Exercise
Please say how many lines of the listing hold "layer", with no other words in the answer.

Extracted records
use std::net::SocketAddr;
use std::sync::Arc;
use std::time::Duration;

use bigshot_db::pg_store::{PgDomainStore, PgJobStore};
use bigshot_events::{BroadcastConfig, BroadcastService, PgBroker};
use bigshot_pipeline::retention::{
    run_retention_loop, DEFAULT_NOTIFICATION_RETENTION_DAYS, RETENTION_INTERVAL,
};
use bigshot_pipeline::{
    CancellationController, JobQueryService, LifecycleReporter, PgTaskQueue, TaskDispatcher,
    Worker,
};
use bigshot_worker::{sources, ShutdownSignal, WorkerConfig, WorkerPool};
use tokio_util::sync::CancellationToken;
use tracing_subscriber::{layer::SubscriberExt, util::SubscriberInitExt};

use bigshot_api::config::ServerConfig;
use bigshot_api::router::build_app_router;
use bigshot_api::state::AppState;
use bigshot_api::ws;

#[tokio::main]
async fn main() {
    dotenvy::dotenv().ok();

    // --- Tracing ---
    tracing_subscriber::registry()
        .with(
            tracing_subscriber::EnvFilter::try_from_default_env()
                .unwrap_or_else(|_| "bigshot_api=debug,tower_http=debug".into()),
        )
        .with(tracing_subscriber::fmt::layer())
        .init();

    // --- Configuration ---
    let config = ServerConfig::from_env();
    tracing::info!(host = %config.host, port = %config.port, "Loaded server configuration");

    // --- Database ---
    let database_url = std::env::var("DATABASE_URL").expect("DATABASE_URL must be set");

    let pool = bigshot_db::create_pool(&database_url)
        .await
        .expect("Failed to connect to database");
    tracing::info!("Database connection pool created");

    bigshot_db::health_check(&pool)
        .await
        .expect("Database health check failed");
    tracing::info!("Database health check passed");

    bigshot_db::run_migrations(&pool)
        .await
        .expect("Failed to run database migrations");
    tracing::info!("Database migrations applied");

    // --- Broadcast ---
    let background_cancel = CancellationToken::new();
    let broadcast = BroadcastService::new(
        Arc::new(PgBroker::new(pool.clone())),
        BroadcastConfig::from_env(),
    );
    let listener_handle = broadcast.start_listener(background_cancel.clone());
    let heartbeat_handle = ws::start_heartbeat(Arc::clone(broadcast.registry()));

    // --- Pipeline services ---
    let jobs = Arc::new(PgJobStore::new(pool.clone()));
    let queue = Arc::new(PgTaskQueue::new(pool.clone()));
    let reporter = LifecycleReporter::new(jobs.clone(), broadcast.clone());

    // --- Embedded workers ---
    let worker_handle = (config.embedded_workers > 0).then(|| {
        let worker_config = WorkerConfig::from_env();
        let worker = Worker::new(
            format!("{}-embedded", worker_config.name),
            reporter.clone(),
            Arc::new(PgDomainStore::new(pool.clone())),
            Arc::new(sources::default_registry(sources::http_client())),
            Arc::new(worker_config.credentials()),
        );
        tracing::info!(count = config.embedded_workers, "Starting embedded workers");
        WorkerPool::new(
            worker,
            queue.clone(),
            config.embedded_workers,
            worker_config.poll_interval,
        )
        .start(background_cancel.clone())
    });

    // --- Notification retention ---
    let retention_handle = tokio::spawn(run_retention_loop(
        jobs.clone(),
        DEFAULT_NOTIFICATION_RETENTION_DAYS,
        RETENTION_INTERVAL,
        background_cancel.clone(),
    ));

    // --- App state ---
    let state = AppState {
        pool: Some(pool),
        config: Arc::new(config.clone()),
        broadcast: broadcast.clone(),
        dispatcher: TaskDispatcher::new(reporter.clone(), queue.clone()),
        cancellation: CancellationController::new(reporter, queue.clone()),
        query: JobQueryService::new(jobs, queue),
    };

    let app = build_app_router(state, &config);

    // --- Start server ---
    let addr = SocketAddr::new(
        config.host.parse().expect("Invalid HOST address"),
        config.port,
    );
    tracing::info!(%addr, "Starting server");

    let listener = tokio::net::TcpListener::bind(addr)
        .await
        .expect("Failed to bind to address");
    let shutdown = ShutdownSignal::install().expect("Failed to install signal handlers");

    axum::serve(listener, app)
        .with_graceful_shutdown(shutdown.recv())
        .await
        .expect("Server error");

    // --- Post-shutdown cleanup ---
    tracing::info!("Server stopped accepting connections, cleaning up");
    let grace = Duration::from_secs(config.shutdown_timeout_secs);

    background_cancel.cancel();
    if let Some(handle) = worker_handle {
        if tokio::time::timeout(grace, handle).await.is_err() {
            tracing::warn!("Embedded workers did not stop in time");
        }
    }
    let _ = tokio::time::timeout(Duration::from_secs(5), retention_handle).await;
    let _ = tokio::time::timeout(Duration::from_secs(5), listener_handle).await;

    let ws_count = broadcast.registry().connection_count().await;
    tracing::info!(ws_count, "Closing remaining WebSocket connections");
    broadcast.shutdown().await;

    heartbeat_handle.abort();
    tracing::info!("Graceful shutdown complete");
}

Answer to this exercise
2